According to Daron Acemoglu, an institute professor at the Massachusetts Institute of Technology (MIT) and Nobel Prize-winning economist, the European approach to AI will become much more successful through demonstration which is not just through regulation but through companies that are complying with the rules being at the frontier.
“OpenAI or Anthropic’s path is not the only one,” he told a press conference on Thursday.
“There is a path that is more pro-human, pro-worker – more concerned with safety, privacy, and usability – without concentrating all the power, data, and compute resources in the hands of just a few players”.

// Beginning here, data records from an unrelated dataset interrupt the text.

// Copyright (c) 2025 SOLARE S.R.O.
//
// This file is part of Greenely Sensors.
//
// Licensed under the Creative Commons Attribution-NonCommercial-NoDerivatives 4.0 International
// (CC BY-NC-ND 4.0). You may use and share this file for non-commercial purposes only and you may not
// create derivatives. See <https://creativecommons.org/licenses/by-nc-nd/4.0/>.
//
// This software is provided "AS IS", without warranty of any kind.
//
// For commercial licensing, please contact: info@solare.cz

use async_trait::async_trait;
use chrono::NaiveDateTime;
use greenely_types::{
    ProductionAttributes, ProductionRecord, RecordSet, SensorKind, SensorSnapshot, StateValue,
};
use serde_json::{Map, Value};
use std::sync::Arc;
use tracing::{debug, info};

use super::{
    DEVICE_CLASS_ENERGY, SensorEntity, attribute_map, days_after, days_before, ensure_session,
    record_timestamp,
};
use crate::errors::{SensorError, SensorResult};
use crate::mapper::{ENERGY_UNIT, map_usage_or_production, wh_to_kwh};
use crate::traits::{Clock, GreenelyDataSource};

/// Daily solar production; the window includes today and the state is today's reading
pub struct DailyProductionSensor {
    source: Arc<dyn GreenelyDataSource>,
    clock: Arc<dyn Clock>,
    production_days: u32,
    date_format: String,
    snapshot: SensorSnapshot<ProductionAttributes>,
}

impl DailyProductionSensor {
    pub fn new(
        source: Arc<dyn GreenelyDataSource>,
        clock: Arc<dyn Clock>,
        production_days: u32,
        date_format: impl Into<String>,
    ) -> Self {
        Self {
            source,
            clock,
            production_days,
            date_format: date_format.into(),
            snapshot: SensorSnapshot::default(),
        }
    }

    pub fn snapshot(&self) -> &SensorSnapshot<ProductionAttributes> {
        &self.snapshot
    }

    fn apply(&mut self, today: NaiveDateTime, response: &RecordSet<ProductionRecord>) {
        let mut data = Vec::with_capacity(response.len());
        let mut state = None;

        for record in response.records() {
            if record_timestamp(&record.localtime) == Some(today) {
                state = Some(wh_to_kwh(record.value));
            }
            data.push(map_usage_or_production(record, &self.date_format).into_production());
        }

        if let Some(state) = state {
            self.snapshot.state = state;
        }
        self.snapshot.attributes.data = Some(data);
    }
}

#[async_trait]
impl SensorEntity for DailyProductionSensor {
    fn kind(&self) -> SensorKind {
        SensorKind::DailyProduction
    }

    fn unit_of_measurement(&self) -> &str {
        ENERGY_UNIT
    }

    fn device_class(&self) -> Option<&str> {
        Some(DEVICE_CLASS_ENERGY)
    }

    fn state(&self) -> &StateValue {
        &self.snapshot.state
    }

    fn extra_state_attributes(&self) -> Map<String, Value> {
        attribute_map(&self.snapshot.attributes)
    }

    async fn try_update(&mut self) -> SensorResult<()> {
        ensure_session(self.source.as_ref()).await?;

        let today = self.clock.today();
        let start = days_before(today.date(), self.production_days.saturating_sub(1));
        let end = days_after(today.date(), 1);
        debug!("☀️ [SENSOR] Fetching production data {} to {}...", start, end);

        let response = self
            .source
            .get_produced_electricity(start, end, false)
            .await
            .map_err(|e| SensorError::fetch("daily production", e))?;

        self.apply(today, &response);

        info!(
            "✅ [SENSOR] {}: {} production records, state={}",
            self.name(),
            response.len(),
            self.snapshot.state
        );
        Ok(())
    }
}

#[cfg(test)]
mod tests {
    use super::*;
    use crate::sensors::testing::{at, clock, source};
    use greenely_types::ProductionPoint;

    fn sensor() -> DailyProductionSensor {
        DailyProductionSensor::new(source(), clock(at(2025, 6, 15, 18, 0)), 10, "%Y-%m-%d")
    }

    #[test]
    fn test_today_sets_state() {
        let mut sensor = sensor();
        let response: RecordSet<ProductionRecord> = [
            ("1", ProductionRecord::new("2025-06-14 00:00", Some(21_000.0))),
            ("2", ProductionRecord::new("2025-06-15 00:00", Some(12_340.0))),
        ]
        .into_iter()
        .collect();

        sensor.apply(at(2025, 6, 15, 0, 0), &response);

        assert_eq!(sensor.state(), &StateValue::Float(12.34));
        assert_eq!(
            sensor.snapshot().attributes.data.as_ref().unwrap()[0],
            ProductionPoint {
                localtime: "2025-06-14".to_owned(),
                production: StateValue::Float(21.0),
            }
        );
    }

    #[test]
    fn test_empty_response_clears_data_and_keeps_state() {
        let mut sensor = sensor();
        sensor.snapshot.state = StateValue::Float(4.0);

        sensor.apply(at(2025, 6, 15, 0, 0), &RecordSet::new());

        assert_eq!(sensor.state(), &StateValue::Float(4.0));
        assert_eq!(sensor.snapshot().attributes.data, Some(Vec::new()));
    }

    #[test]
    fn test_attributes_use_production_key() {
        let mut sensor = sensor();
        let response: RecordSet<ProductionRecord> =
            [("1", ProductionRecord::new("2025-06-15 00:00", None))]
                .into_iter()
                .collect();
        sensor.apply(at(2025, 6, 15, 0, 0), &response);

        let attributes = sensor.extra_state_attributes();
        assert_eq!(
            attributes.get("data"),
            Some(&serde_json::json!([{"localtime": "2025-06-15", "production": 0}]))
        );
        assert_eq!(attributes.get("state_class"), Some(&Value::from("measurement")));
        assert_eq!(sensor.name(), "Greenely Daily Production");
        assert_eq!(sensor.device_class(), Some("energy"));
    }
}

Regulation is expected to be a strong talking point as the first provisions of the EU AI Act came into force on February 2, which includes measures such as banning social scoring, internet or CCTV material scraping for facial recognition databases, and harmful AI-based manipulation.
As the EU’s rules slowly enter into force, by August transparency obligations for AI models from companies such as ChatGPT will start applying, which will call for more disclosure of training data.
“Navigating our regulations here [in Europe] just feels like solving a puzzle where the pieces are changing,” Tanuja Randery, managing director for Amazon Web Services (AWS) Europe told Euronews Next.
She said this is one of the challenges for European businesses that are using AI.
Some 3 million European businesses are using AI technology, according to a report released on Saturday by AWS.
It is a figure which is on track to meet Europe’s digital ambitions, as set out in the European Commission’s Digital Decade initiative.
However, AWS warned that there are factors that the bloc must improve upon if Europe wants to make the most of AI technology.
“The problem is not the technology, it’s the lack of digital skills,” Randery said.